赫连墨回到房间后也有些诧异,他心中的杀戮之意竟然没有多少,难道是被那个该死的女人气的?
杀意褪尽,赫连墨的周身竟然多了几分寂寥,他走到桌前,给自己倒了一杯酒,他一饮而尽。
“母妃,孩儿娶妻了。”这天并不只是他的新婚夜还是他母妃的忌日。
赫连墨一杯杯喝着酒,孤寂悲凉几乎都快将他整个人吞没了,他活着的目的只为复仇,向那些曾经害过他的人复仇,所以他娶了仇人的女儿,极尽折磨,或许偏执,但他不悔。
曾经有人和他说,“那些姑娘都是无辜的。”
的确无辜,可当年的他呢?只有三岁的他呢?为了他以死进谏的母妃呢,又不无辜了吗?
赫连墨将房间中放着的酒喝了大半,人也倒在桌子上睡了过去。
另一头,寒夜以最快的速度给楚倾染找来了大夫。
一夜就这么过去了。
第二天一早,珍珠就跑来了,“小姐,你在里面吗?”
“进来吧。”楚倾染后来是被疼醒的,疼的几乎一夜都没有合眼。
珍珠心里一喜,赶忙推开门,可看到小姐苍白的脸色,眼睛立刻红了一圈。
“小姐,你受伤了,我去给你找大夫。”
“大夫已经来过了,养些时日便好了,没事的。”楚倾染道。
珍珠的脸色没有半点缓和,小姐小伤的时候会吵吵嚷嚷,不过痛极的时候,却是半句也不会说的。

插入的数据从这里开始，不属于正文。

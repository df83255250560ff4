pub mod cla;
pub mod comment;
pub mod committers;
pub mod config;
pub mod database;
pub mod error;
pub mod github;
pub mod ledger;
pub mod metrics;
pub mod resolver;
pub mod status;
pub mod webhooks;

pub use error::ClaError;
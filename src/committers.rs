use std::sync::Arc;

use serde::{Deserialize, Serialize};
use tracing::info;

use crate::database::Database;
use crate::error::ClaError;
use crate::github::graphql::Commit;
use crate::github::GithubApi;

/// An identity credited with authoring a commit in a PR. `id` is empty
/// for raw git identities with no registered GitHub account.
#[derive(Debug, Clone, PartialEq, Eq, Serialize, Deserialize)]
pub struct Committer {
    pub name: String,
    pub id: Option<i64>,
}

/// Who gets credit for a commit: author.user, then committer.user, then
/// the raw author, then the raw committer.
fn credit_for(commit: &Commit) -> Option<Committer> {
    for actor in [&commit.author, &commit.committer] {
        if let Some(user) = actor.as_ref().and_then(|a| a.user.as_ref()) {
            return Some(Committer {
                name: user.login.clone(),
                id: user.database_id,
            });
        }
    }
    for actor in [&commit.author, &commit.committer] {
        if let Some(name) = actor.as_ref().and_then(|a| a.name.clone()) {
            return Some(Committer { name, id: None });
        }
    }
    None
}

/// Enumerates a PR's unique committers page by page.
#[derive(Clone)]
pub struct CommitterEnumerator {
    github: Arc<dyn GithubApi>,
    db: Database,
}

impl CommitterEnumerator {
    pub fn new(github: Arc<dyn GithubApi>, db: Database) -> Self {
        CommitterEnumerator { github, db }
    }

    /// Materialized, deduplicated committer set for one PR.
    ///
    /// An empty result is not an error here; the orchestrator owns the
    /// retry policy for GitHub's read-after-write lag. A moved
    /// repository is recovered once by re-resolving the canonical
    /// coordinates through `repo_id` and persisting the rename; without
    /// a `repo_id` the move is terminal.
    pub async fn get_committers(
        &self,
        token: &str,
        owner: &str,
        repo: &str,
        number: i64,
        linked_repo_id: Option<i64>,
    ) -> Result<Vec<Committer>, ClaError> {
        let mut owner = owner.to_string();
        let mut repo = repo.to_string();
        let mut cursor: Option<String> = None;
        let mut committers: Vec<Committer> = Vec::new();
        let mut recovered_move = false;

        loop {
            let page = match self
                .github
                .pull_request_commits(token, &owner, &repo, number, cursor.as_deref())
                .await
            {
                Ok(page) => page,
                Err(err) if err.is_moved() && !recovered_move => {
                    let Some(repo_id) = linked_repo_id else {
                        return Err(err);
                    };
                    let canonical = self.github.get_repository_by_id(token, repo_id).await?;
                    if canonical.owner.login == owner && canonical.name == repo {
                        // Nothing to correct; the move is real.
                        return Err(err);
                    }
                    info!(
                        "repository {}/{} moved to {}/{}, updating linked entity",
                        owner, repo, canonical.owner.login, canonical.name
                    );
                    self.db
                        .update_repo_coordinates(repo_id, &canonical.owner.login, &canonical.name)
                        .await?;
                    owner = canonical.owner.login;
                    repo = canonical.name;
                    cursor = None;
                    committers.clear();
                    recovered_move = true;
                    continue;
                }
                // Missing commit data inside a 200 response; surfaces as
                // an empty set so the caller's unready-retry applies.
                Err(ClaError::NotFound(_)) => return Ok(Vec::new()),
                Err(err) => return Err(err),
            };

            for edge in &page.edges {
                if let Some(committer) = credit_for(&edge.node.commit) {
                    if !committers.iter().any(|c| c.name == committer.name) {
                        committers.push(committer);
                    }
                }
            }

            if page.page_info.has_next_page {
                cursor = page.page_info.end_cursor;
            } else {
                break;
            }
        }

        Ok(committers)
    }
}

#[cfg(test)]
mod tests {
    use super::*;
    use crate::github::graphql::{GitActor, UserNode};

    fn actor(name: Option<&str>, login: Option<&str>, id: Option<i64>) -> Option<GitActor> {
        Some(GitActor {
            name: name.map(str::to_string),
            user: login.map(|l| UserNode {
                login: l.to_string(),
                database_id: id,
            }),
        })
    }

    #[test]
    fn registered_author_wins() {
        let commit = Commit {
            author: actor(Some("Raw Name"), Some("alice"), Some(5)),
            committer: actor(Some("Other"), Some("bob"), Some(6)),
        };
        let committer = credit_for(&commit).unwrap();
        assert_eq!(committer.name, "alice");
        assert_eq!(committer.id, Some(5));
    }

    #[test]
    fn committer_user_beats_raw_author() {
        let commit = Commit {
            author: actor(Some("Raw Name"), None, None),
            committer: actor(None, Some("bob"), Some(6)),
        };
        let committer = credit_for(&commit).unwrap();
        assert_eq!(committer.name, "bob");
    }

    #[test]
    fn raw_author_when_no_registered_user() {
        let commit = Commit {
            author: actor(Some("Raw Name"), None, None),
            committer: actor(Some("Other"), None, None),
        };
        let committer = credit_for(&commit).unwrap();
        assert_eq!(committer.name, "Raw Name");
        assert_eq!(committer.id, None);
    }

    #[test]
    fn no_identity_at_all() {
        let commit = Commit {
            author: None,
            committer: None,
        };
        assert!(credit_for(&commit).is_none());
    }
}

“我去厨房做点东西,给王爷送去。”楚倾染想着往后早生什么幺蛾子,不得不去讨好一下那个变态。
珍珠想要规劝,不过动了动唇终究没说话,她是知道小姐的脾气的,小姐决定的事,不会为了任何人改变。
楚倾染到了厨房,利落的将锁打开走了进去,然后做了些粥和小菜,之后她便端着向赫连墨的居所走去。
赫连墨这一夜也不好过,他是胃疼疼醒的,做质子的那些年让他的脾胃异常的虚弱,喝了那么多的酒,现在这胃像火烧一般疼。
“王爷,我去请大夫来给你瞧瞧吧。”寒夜担忧的开口。
赫连墨脸色看不出任何的异样,声音也平静的没有一丝起伏,“不必麻烦。”
“王爷,我可以进来吗?”
陡然出现的声音让两人一愣,赫连墨皱紧了眉头,
楚倾染端着托盘走了进来,目光只在寒夜的身上停顿了一秒,她将托盘放在桌子上,“王爷,我做了点吃的,您尝尝。”
她一向懂得趋利避害,毕竟人在屋檐下,不得不认怂。
“拿走,不吃。”赫连墨道。
冷冷的声音,差点打碎了楚倾染那一脸的笑意,她以哄孩子般的口吻道,“王爷,这是妾身特意做的呢,就吃一口好不好?”
“不吃。”
楚倾染直接坐在了赫连墨的腿上,一只手勾着男人的脖子,一只手拿着碗,笑的更加的动人,“王爷。”
赫连墨身子僵直着,从来没有哪个女人敢靠他这么近,鼻息间清甜的味道,让他不自在极了,脸颊的温度也明显的升高,“滚。”
话一出口,温热的粥便被送入口中。
少女眨着眼睛,一副邀功的表情,“王爷我手艺不错吧,自从知道要嫁给王爷以来,我便在家中苦练厨艺,只想做出王爷喜欢吃的东西。”
赫连墨嘴角抽搐了几下,如果这女人把什么英年早逝、继承家产之类的言论收回去,顶着那张真诚得不行的脸,她的话还真有几分可信度。